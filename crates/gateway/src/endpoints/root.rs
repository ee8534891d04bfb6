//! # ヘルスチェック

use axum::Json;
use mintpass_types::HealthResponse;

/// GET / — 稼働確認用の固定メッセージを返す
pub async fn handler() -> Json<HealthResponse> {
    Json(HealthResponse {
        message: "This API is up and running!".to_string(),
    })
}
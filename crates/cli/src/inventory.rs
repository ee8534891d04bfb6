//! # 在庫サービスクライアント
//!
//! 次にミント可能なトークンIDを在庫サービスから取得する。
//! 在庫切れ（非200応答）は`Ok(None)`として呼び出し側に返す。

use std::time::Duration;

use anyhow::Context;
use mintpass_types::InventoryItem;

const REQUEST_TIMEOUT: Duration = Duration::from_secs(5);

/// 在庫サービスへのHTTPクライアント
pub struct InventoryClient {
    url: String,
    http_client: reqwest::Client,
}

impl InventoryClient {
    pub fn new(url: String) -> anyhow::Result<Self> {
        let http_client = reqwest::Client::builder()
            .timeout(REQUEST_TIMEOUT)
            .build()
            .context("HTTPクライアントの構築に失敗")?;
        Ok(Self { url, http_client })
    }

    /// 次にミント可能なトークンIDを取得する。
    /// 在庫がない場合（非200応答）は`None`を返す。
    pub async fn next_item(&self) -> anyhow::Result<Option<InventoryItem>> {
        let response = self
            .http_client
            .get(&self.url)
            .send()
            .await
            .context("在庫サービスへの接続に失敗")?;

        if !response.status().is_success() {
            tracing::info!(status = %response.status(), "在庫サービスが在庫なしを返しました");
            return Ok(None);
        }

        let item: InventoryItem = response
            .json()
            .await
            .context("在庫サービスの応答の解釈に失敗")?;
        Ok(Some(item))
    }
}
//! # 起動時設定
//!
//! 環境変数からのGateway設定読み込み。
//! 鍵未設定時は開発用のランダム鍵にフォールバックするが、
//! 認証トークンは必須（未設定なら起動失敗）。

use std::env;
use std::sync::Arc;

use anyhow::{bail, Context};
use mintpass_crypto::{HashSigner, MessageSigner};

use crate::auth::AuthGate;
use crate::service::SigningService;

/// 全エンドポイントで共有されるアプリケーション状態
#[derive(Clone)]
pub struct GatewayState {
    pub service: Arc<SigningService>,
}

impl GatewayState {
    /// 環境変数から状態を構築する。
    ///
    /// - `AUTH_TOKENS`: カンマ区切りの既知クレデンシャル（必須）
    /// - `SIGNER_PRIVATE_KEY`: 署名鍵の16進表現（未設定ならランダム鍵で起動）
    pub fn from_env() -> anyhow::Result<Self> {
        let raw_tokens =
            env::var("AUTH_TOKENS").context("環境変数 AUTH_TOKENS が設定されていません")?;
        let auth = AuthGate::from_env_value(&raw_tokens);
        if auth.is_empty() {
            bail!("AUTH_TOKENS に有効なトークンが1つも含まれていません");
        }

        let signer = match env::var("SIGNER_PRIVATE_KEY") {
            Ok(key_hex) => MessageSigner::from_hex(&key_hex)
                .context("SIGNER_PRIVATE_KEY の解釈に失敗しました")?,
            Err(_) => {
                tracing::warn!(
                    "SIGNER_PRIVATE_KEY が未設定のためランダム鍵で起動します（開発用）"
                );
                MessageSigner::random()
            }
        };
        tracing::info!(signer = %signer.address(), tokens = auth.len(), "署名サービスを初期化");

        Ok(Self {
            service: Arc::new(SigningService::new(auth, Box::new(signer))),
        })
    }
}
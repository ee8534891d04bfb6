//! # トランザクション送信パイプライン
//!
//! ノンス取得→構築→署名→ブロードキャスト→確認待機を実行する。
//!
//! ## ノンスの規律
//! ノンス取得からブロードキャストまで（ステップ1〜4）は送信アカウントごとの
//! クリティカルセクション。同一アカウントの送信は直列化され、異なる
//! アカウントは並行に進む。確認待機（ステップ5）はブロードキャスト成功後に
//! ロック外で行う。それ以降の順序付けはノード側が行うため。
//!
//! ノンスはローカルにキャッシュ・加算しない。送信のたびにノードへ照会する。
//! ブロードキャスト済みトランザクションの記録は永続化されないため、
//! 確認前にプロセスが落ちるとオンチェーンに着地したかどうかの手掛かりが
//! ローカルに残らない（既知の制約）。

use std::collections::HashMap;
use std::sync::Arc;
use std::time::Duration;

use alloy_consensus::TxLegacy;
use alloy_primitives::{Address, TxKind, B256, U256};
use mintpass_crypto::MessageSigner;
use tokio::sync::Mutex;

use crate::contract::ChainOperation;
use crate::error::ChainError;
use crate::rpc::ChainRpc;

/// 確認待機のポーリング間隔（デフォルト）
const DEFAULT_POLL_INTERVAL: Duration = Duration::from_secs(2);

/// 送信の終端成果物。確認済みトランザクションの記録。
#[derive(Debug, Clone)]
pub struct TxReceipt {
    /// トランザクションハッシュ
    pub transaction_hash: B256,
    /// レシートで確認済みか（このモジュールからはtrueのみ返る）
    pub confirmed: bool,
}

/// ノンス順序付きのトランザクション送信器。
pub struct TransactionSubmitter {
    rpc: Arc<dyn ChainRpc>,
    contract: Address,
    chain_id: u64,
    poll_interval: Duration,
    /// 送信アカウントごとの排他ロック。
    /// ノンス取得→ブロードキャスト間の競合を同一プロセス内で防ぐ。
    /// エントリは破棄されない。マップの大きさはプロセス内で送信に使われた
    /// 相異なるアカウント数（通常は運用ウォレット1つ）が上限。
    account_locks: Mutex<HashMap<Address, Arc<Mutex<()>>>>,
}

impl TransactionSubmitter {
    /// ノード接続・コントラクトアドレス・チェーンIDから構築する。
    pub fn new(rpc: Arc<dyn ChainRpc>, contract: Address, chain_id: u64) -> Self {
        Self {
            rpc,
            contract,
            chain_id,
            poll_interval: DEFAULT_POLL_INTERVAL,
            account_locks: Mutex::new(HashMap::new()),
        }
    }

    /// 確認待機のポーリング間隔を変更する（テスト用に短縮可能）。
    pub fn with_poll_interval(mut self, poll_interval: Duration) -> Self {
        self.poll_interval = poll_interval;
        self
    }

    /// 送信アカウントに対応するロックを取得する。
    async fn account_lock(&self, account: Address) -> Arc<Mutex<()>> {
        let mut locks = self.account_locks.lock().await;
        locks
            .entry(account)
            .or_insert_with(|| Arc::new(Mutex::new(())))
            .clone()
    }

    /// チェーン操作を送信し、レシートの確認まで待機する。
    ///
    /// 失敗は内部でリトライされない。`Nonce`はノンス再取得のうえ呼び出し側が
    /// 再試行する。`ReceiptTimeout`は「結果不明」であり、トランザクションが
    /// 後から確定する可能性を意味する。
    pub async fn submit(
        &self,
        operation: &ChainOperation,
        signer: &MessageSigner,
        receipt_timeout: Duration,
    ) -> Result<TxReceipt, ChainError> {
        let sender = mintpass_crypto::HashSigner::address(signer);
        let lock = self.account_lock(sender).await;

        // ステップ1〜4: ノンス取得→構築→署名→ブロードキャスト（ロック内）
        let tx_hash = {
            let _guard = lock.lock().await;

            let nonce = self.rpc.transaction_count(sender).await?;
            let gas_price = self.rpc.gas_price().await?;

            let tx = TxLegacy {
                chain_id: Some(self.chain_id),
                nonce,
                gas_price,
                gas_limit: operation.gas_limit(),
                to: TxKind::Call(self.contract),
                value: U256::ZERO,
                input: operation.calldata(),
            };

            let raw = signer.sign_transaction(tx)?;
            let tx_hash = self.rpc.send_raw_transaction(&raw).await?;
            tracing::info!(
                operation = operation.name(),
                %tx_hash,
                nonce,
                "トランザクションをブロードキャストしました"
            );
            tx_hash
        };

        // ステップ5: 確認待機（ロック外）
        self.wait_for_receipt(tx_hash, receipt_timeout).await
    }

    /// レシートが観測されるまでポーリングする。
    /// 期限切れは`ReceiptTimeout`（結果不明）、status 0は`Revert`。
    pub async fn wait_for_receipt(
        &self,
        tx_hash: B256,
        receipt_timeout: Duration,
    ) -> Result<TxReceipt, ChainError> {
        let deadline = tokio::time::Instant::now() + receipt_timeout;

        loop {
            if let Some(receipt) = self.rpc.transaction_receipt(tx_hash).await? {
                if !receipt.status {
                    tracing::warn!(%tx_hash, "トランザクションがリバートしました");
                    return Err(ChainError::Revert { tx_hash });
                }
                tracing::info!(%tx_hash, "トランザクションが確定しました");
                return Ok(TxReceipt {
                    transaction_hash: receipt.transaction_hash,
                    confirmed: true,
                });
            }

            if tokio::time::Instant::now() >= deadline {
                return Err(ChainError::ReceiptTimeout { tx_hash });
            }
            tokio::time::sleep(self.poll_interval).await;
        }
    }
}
==
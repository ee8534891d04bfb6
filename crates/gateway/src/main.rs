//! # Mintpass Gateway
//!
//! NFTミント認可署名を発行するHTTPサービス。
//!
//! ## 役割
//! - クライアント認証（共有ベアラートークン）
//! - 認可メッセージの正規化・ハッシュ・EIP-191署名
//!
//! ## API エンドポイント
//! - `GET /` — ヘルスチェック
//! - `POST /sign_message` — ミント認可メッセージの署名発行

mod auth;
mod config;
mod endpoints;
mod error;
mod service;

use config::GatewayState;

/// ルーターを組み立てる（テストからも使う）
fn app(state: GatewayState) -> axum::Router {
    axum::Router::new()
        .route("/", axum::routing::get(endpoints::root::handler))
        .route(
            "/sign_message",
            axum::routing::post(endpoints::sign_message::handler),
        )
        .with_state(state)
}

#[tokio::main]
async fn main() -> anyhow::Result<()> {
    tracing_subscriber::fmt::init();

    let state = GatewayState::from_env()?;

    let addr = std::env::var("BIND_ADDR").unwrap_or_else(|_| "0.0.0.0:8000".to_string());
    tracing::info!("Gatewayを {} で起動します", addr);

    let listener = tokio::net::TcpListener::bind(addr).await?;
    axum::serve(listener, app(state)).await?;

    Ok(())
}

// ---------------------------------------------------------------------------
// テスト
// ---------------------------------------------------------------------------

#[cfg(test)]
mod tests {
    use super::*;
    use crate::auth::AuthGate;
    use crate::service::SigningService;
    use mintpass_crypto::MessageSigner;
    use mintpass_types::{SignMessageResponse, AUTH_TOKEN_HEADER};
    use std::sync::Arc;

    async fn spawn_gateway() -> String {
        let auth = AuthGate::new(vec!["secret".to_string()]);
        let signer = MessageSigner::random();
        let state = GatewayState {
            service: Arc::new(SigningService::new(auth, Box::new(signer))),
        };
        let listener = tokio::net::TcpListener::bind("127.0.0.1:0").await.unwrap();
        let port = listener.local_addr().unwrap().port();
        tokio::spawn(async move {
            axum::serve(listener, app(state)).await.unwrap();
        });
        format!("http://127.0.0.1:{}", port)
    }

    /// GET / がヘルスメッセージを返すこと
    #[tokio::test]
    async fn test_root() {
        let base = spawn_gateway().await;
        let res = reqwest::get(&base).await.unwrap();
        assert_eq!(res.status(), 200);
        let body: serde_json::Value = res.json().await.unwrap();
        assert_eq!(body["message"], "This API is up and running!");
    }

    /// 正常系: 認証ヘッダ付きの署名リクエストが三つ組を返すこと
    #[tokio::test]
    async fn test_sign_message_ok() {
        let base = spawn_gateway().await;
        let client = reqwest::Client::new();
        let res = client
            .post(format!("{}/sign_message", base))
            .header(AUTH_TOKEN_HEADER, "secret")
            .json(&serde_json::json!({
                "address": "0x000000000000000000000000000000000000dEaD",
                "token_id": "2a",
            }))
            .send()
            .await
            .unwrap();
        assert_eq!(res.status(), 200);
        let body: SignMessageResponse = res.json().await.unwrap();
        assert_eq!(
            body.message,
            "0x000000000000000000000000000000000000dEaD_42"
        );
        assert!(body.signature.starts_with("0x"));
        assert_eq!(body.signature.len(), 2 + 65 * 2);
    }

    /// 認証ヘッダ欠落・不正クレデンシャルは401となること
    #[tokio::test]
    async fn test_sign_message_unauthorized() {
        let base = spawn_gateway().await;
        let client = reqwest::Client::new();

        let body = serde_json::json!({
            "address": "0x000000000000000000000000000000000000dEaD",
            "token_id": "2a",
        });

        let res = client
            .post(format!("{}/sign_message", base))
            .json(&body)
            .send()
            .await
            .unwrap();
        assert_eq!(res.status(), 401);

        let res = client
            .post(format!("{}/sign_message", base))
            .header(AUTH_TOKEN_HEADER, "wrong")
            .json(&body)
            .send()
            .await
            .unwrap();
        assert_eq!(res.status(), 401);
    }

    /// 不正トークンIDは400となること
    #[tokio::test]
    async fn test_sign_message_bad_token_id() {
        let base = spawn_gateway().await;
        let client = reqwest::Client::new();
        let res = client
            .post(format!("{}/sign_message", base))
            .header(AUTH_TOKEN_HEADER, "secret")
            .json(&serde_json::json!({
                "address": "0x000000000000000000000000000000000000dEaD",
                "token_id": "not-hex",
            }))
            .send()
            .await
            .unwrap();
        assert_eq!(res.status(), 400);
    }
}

• **Your task**:
Pick out each line above that includes "This" and show it.

• **Result of the exercise**:
        message: "This API is up and running!".to_string(),
        assert_eq!(body["message"], "This API is up and running!");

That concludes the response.